Neurotic America: Masks Today, Masks Tomorrow, Masks Forever

Anumber of retail chains announced last week they are not requiring fully vaccinated customers to wears masks in their stores. Not everyone was happy to hear the liberating news, though. Our country, once a bulwark of the strong and daring, is becoming a land of the fainthearted.

Minutes after The Hill tweeted Friday that Trader Joe’s was no longer demanding that its customers self-suffocate, at least those who’ve been fully vaccinated, the scolds and skittish school marms took their shots before running to hide under their beds.

“Not good,” said one, without explaining why it’s not good.

Other responses included: “I’ve only been there once and it looks like it will be my only time for a while,” and “I will not be going to #TraderJoes 4 a long time.” Many concurred: They’ll also avoid Trader Joe’s. One commenter said he doesn’t know if he’ll ever go back again. All that was missing was Joe Biden calling Trader Joe’s executives Neanderthals and Washington Post columnist Dana Milbank claiming the stores are “America’s No. 1 Death Destination.”

Certainly everyone is free to express their opinions about masks, and everyone is also free to decide to shop elsewhere if they don’t like the Trader Joe’s policy. Yet the response concerns us. Will enough Nervous Nancies and Timorous Toms boycott Trader Joe’s, Walmart, Costco and others that have liberalized their mask policies to force the companies to backtrack on their decisions (which will help restore the humanity dignity that was ripped away by mask rules)? Will they actively picket in front of stores in an effort to bully executives into yielding to their neuroses, fixations, and superstitions?

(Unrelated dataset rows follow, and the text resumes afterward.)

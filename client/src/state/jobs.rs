//! Job list and application state shared by the job pages.
//!
//! DESIGN
//! ======
//! Pages own every side effect (fetching, submitting); components only read
//! slices of this state through props. Each list load carries a revision so a
//! slow response from an earlier load cannot overwrite a newer one.

#[cfg(test)]
#[path = "jobs_test.rs"]
mod jobs_test;

use listings::{Job, find_job};

/// Shared job-board state backed by the REST API.
#[derive(Clone, Debug, Default)]
pub struct JobsState {
    pub items: Vec<Job>,
    pub loading: bool,
    /// Whether at least one list load has completed (successfully or not).
    pub fetched: bool,
    pub error: Option<String>,
    pub load_rev: u64,
    /// Job id with an application request in flight.
    pub applying: Option<String>,
    /// Job ids with a submitted application, in submission order.
    pub applied: Vec<String>,
    /// Last failed application as `(job_id, message)`.
    pub apply_error: Option<(String, String)>,
}

impl JobsState {
    /// Start a list load; returns the revision the response must carry.
    pub fn begin_load(&mut self) -> u64 {
        self.load_rev += 1;
        self.loading = true;
        self.error = None;
        self.load_rev
    }

    /// Apply a successful list response. Stale revisions are ignored.
    pub fn finish_load(&mut self, rev: u64, items: Vec<Job>) {
        if rev != self.load_rev {
            return;
        }
        self.items = items;
        self.loading = false;
        self.fetched = true;
        self.error = None;
    }

    /// Record a failed list load. Stale revisions are ignored.
    pub fn fail_load(&mut self, rev: u64, message: String) {
        if rev != self.load_rev {
            return;
        }
        self.loading = false;
        self.fetched = true;
        self.error = Some(message);
    }

    /// Whether the list screen should show its loading indicator.
    ///
    /// Before the first load completes the list is treated as loading so the
    /// server-rendered page never flashes the empty state.
    #[must_use]
    pub fn is_loading(&self) -> bool {
        self.loading || !self.fetched
    }

    #[must_use]
    pub fn job_by_id(&self, id: &str) -> Option<&Job> {
        find_job(&self.items, id)
    }

    /// Insert or replace a single job fetched outside a list load.
    pub fn upsert_job(&mut self, job: Job) {
        match self.items.iter_mut().find(|j| j.id == job.id) {
            Some(existing) => *existing = job,
            None => self.items.push(job),
        }
    }

    /// Mark an application as in flight.
    ///
    /// Returns `false` (and changes nothing) when another application is
    /// already in flight or this job was already applied to.
    pub fn begin_apply(&mut self, job_id: &str) -> bool {
        if self.applying.is_some() || self.has_applied(job_id) {
            return false;
        }
        self.applying = Some(job_id.to_owned());
        self.apply_error = None;
        true
    }

    pub fn finish_apply(&mut self, job_id: &str) {
        if self.applying.as_deref() == Some(job_id) {
            self.applying = None;
        }
        if !self.has_applied(job_id) {
            self.applied.push(job_id.to_owned());
        }
    }

    pub fn fail_apply(&mut self, job_id: &str, message: String) {
        if self.applying.as_deref() == Some(job_id) {
            self.applying = None;
        }
        self.apply_error = Some((job_id.to_owned(), message));
    }

    /// Failure message of the last application, if it was for this job.
    #[must_use]
    pub fn apply_error_for(&self, job_id: &str) -> Option<&str> {
        self.apply_error
            .as_ref()
            .filter(|(id, _)| id == job_id)
            .map(|(_, message)| message.as_str())
    }

    #[must_use]
    pub fn is_applying(&self, job_id: &str) -> bool {
        self.applying.as_deref() == Some(job_id)
    }

    #[must_use]
    pub fn has_applied(&self, job_id: &str) -> bool {
        self.applied.iter().any(|id| id == job_id)
    }
}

More than that, though, we are troubled by what this tells about America has become. The coronavirus pandemic revealed in stark terms a truth about this country that many of us have long suspected. We’ve grown soft, fearful, perpetually nagging and paralyzed by safetyism. Our prosperity has allowed many of us to feed our eccentricities and disorders, taking us down dark alleys and through doors that lead to grand halls of odd behavior.

(For example, one late pop star’s wealth enabled him to create a fantasy world around his life and to change his appearance in bizarre ways. Had his life been an exercise in basic subsistence, he would not have been able to afford to accommodate the quirks of his personality.)

To see just how deep this nation has plunged into a rancid broth of fear, take a look at this STAT-Harris poll taken after last fall’s election. It found that 75% of the public supported the idea of Joe Biden mandating mask-wearing, while two-thirds of Americans thought he “should ban gatherings involving more than 10 people.”